Il.1.14 στέμματ´ ἔχων ἐν χερσὶν ἑκηβόλου Ἀ̮πόλλωνος
La forme quadrisyllabe se rencontre en fin de vers, mais également en cours de vers.
Autre cas de figure : afin d’éviter une suite de trois brèves, on suppose que l’une d’entre elles est allongée au temps fort.
Il.1.45 τόξ´ ὤμοισιν ἔχων ἀμφηρεφέα̮ τε φαρέτρην·
Le procédé vaut pour l’α- privatif d’un mot capital dans l’épopée, α- privatif qui est toujours bref partout ailleurs dans la poésie grecque et qui n’est long que dans l’épopée par une convention particulière (ou chez les lyriques par imitation de l’épopée).
Il.1.265 Θησέα τ´ Αἰγεΐδην, ἐπιείκελον ἀ̮θανάτοισιν·
Et avec le préverbe ἀ̮πο- dans la même configuration métrique :
Il.2.113 Ἴ̱λιον ἐκπέρσαντ´ εὐτείχεον ἀ̮πονέεσθαι,
Ou encore :
Il.2.337 ὦ πόποι ἦ δὴ παισὶν ἐοικότες ἀ̮γοράασθε
C’est aussi le cas du mot trisyllabe ἀ̮νέρας.
Il.1.262 οὐ γάρ πω τοίους ἴδον ἀ̮νέρας οὐδὲ ἴδωμαι,
Pourtant, ce mot pourrait entrer dans l’hexamètre devant consonne sous la forme d’un anapeste. Créer à partir de ce tribraque un dactyle témoigne de la plasticité de la langue, ou de l’efficacité du procédé.

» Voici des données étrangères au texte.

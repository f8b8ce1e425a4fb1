//! Provider trait: the abstraction over model backends.
//!
//! A Provider takes one text payload and returns the model's text, or a
//! [`ProviderError`] describing why it could not.
//!
//! Implementations: Gemini, OpenAI-compatible endpoints.

use async_trait::async_trait;
use serde::{Deserialize, Serialize};

use crate::error::ProviderError;

/// A single completion request.
#[derive(Debug, Clone, Serialize, Deserialize)]
pub struct ProviderRequest {
    /// The model to use (e.g., "gemini-1.5-flash", "gpt-4o-mini")
    pub model: String,

    /// The fully assembled instruction payload
    pub prompt: String,

    /// Temperature (0.0 = deterministic, 1.0 = creative)
    #[serde(default = "default_temperature")]
    pub temperature: f32,

    /// Maximum tokens to generate
    #[serde(default, skip_serializing_if = "Option::is_none")]
    pub max_output_tokens: Option<u32>,
}

fn default_temperature() -> f32 {
    0.7
}

/// A completed response. `text` may be empty; deciding whether that is
/// acceptable is the caller's job.
#[derive(Debug, Clone, Serialize, Deserialize)]
pub struct ProviderResponse {
    pub text: String,

    /// Which model actually responded (may differ from requested)
    pub model: String,

    #[serde(default, skip_serializing_if = "Option::is_none")]
    pub finish_reason: Option<String>,

    #[serde(default, skip_serializing_if = "Option::is_none")]
    pub usage: Option<Usage>,
}

/// Token usage information.
#[derive(Debug, Clone, Serialize, Deserialize)]
pub struct Usage {
    pub prompt_tokens: u32,
    pub completion_tokens: u32,
    pub total_tokens: u32,
}

/// The core Provider trait.
///
/// The orchestrator calls `complete()` without knowing which backend answers.
#[async_trait]
pub trait Provider: Send + Sync {
    /// A human-readable name for this provider (e.g., "gemini").
    fn name(&self) -> &str;

    /// Send a request and get a complete response.
    async fn complete(&self, request: ProviderRequest) -> Result<ProviderResponse, ProviderError>;
}

#[cfg(test)]
mod tests {
    use super::*;

    #[test]
    fn provider_request_defaults() {
        let req: ProviderRequest =
            serde_json::from_str(r#"{"model":"gemini-1.5-flash","prompt":"hi"}"#).unwrap();
        assert!((req.temperature - 0.7).abs() < f32::EPSILON);
        assert!(req.max_output_tokens.is_none());
    }

    #[test]
    fn response_skips_empty_optionals() {
        let resp = ProviderResponse {
            text: "hello".into(),
            model: "m".into(),
            finish_reason: None,
            usage: None,
        };
        let json = serde_json::to_string(&resp).unwrap();
        assert!(!json.contains("usage"));
        assert!(!json.contains("finish_reason"));
    }
}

Dans certains cas, l’aède fait alterner à l’intérieur du même vers la forme à voyelle brève, et la forme à voyelle brève allongée au temps fort. C’est ainsi que l’on observe la fameuse répétition du nom d’Arès en tête d’hexamètre :
Il.5.31 Ἄ̮ρες Ἄρες βροτολοιγὲ μιαιφόνε τειχεσιπλῆτα
Incontestablement, c’est un procédé d’aède. Homère ici recourt à un procédé exceptionnel et expressif.
Parfois, lorsque la quantité n’est pas clairement définie par les dictionnaires, qui se fondent sur la quantité homérique, on peut proposer de voir le même procédé à l’oeuvre (avec même un redoublement du procédé dans le vers), et de valoriser ainsi une quantité brève perçue de manière très particulière dans ce type d’"allongement" :
Il.2.167 βῆ δὲ κατ´ Οὐ̮λύμποιο καρήνων ἀ̮ΐξα̱σα·
Partout où un mot possède une voyelle de quantité tantôt brève, tantôt longue au temps fort, on est en droit d’établir que la quantité naturelle est brève et qu’elle ne devient longue qu’au prix d’un artifice - que nous avons du mal à percevoir.
Il en est ainsi du mot ὕ̮δωρ, dont le υ- est habituellement bref :
Il.2.307 κα̱λῇ ὑπὸ πλατανίστῳ ὅθεν ῥέεν ἀγλαὸν ὕ̮δωρ
Ce phénomène est suffisamment rare pour présenter un caractère particulier, expressif, si les statistiques que donne le programme Scande&Chante sont vérifiées par les relectures en cours : Iliade : 787 vers ; Odyssée : 399 vers ; total : 1186 vers.
Il est remarquable que, des différents genres poétiques grecs, seule l’épopée a autorisé cette entorse aux lois de la métrique.